//! Close hooks
//!
//! A hook is a named `(pre, post)` pair. The pre half runs while the
//! resource is still valid; the post half runs after the owner's teardown.

/// Error returned by a hook body.
pub type HookError = Box<dyn std::error::Error + Send + Sync>;

/// Result of a hook body.
pub type HookResult = Result<(), HookError>;

type HookFn = Box<dyn FnOnce() -> HookResult + Send>;

/// One entry in the close-hook chain.
pub struct CloseHook {
    name: String,
    pre: Option<HookFn>,
    post: Option<HookFn>,
}

impl CloseHook {
    /// A hook with neither half set.
    pub fn new(name: impl Into<String>) -> Self {
        Self {
            name: name.into(),
            pre: None,
            post: None,
        }
    }

    /// Set the pre-close body.
    #[must_use]
    pub fn pre<F>(mut self, f: F) -> Self
    where
        F: FnOnce() -> HookResult + Send + 'static,
    {
        self.pre = Some(Box::new(f));
        self
    }

    /// Set the post-close body.
    #[must_use]
    pub fn post<F>(mut self, f: F) -> Self
    where
        F: FnOnce() -> HookResult + Send + 'static,
    {
        self.post = Some(Box::new(f));
        self
    }

    pub fn name(&self) -> &str {
        &self.name
    }

    pub(crate) fn take_pre(&mut self) -> Option<HookFn> {
        self.pre.take()
    }

    pub(crate) fn take_post(&mut self) -> Option<HookFn> {
        self.post.take()
    }
}

impl std::fmt::Debug for CloseHook {
    fn fmt(&self, f: &mut std::fmt::Formatter<'_>) -> std::fmt::Result {
        f.debug_struct("CloseHook")
            .field("name", &self.name)
            .field("pre", &self.pre.is_some())
            .field("post", &self.post.is_some())
            .finish()
    }
}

WHAT THE TASK REQUIRES: Tally the lines of the listing that contain "Option" and give the tally alone.

WRITTEN RESPONSE: 4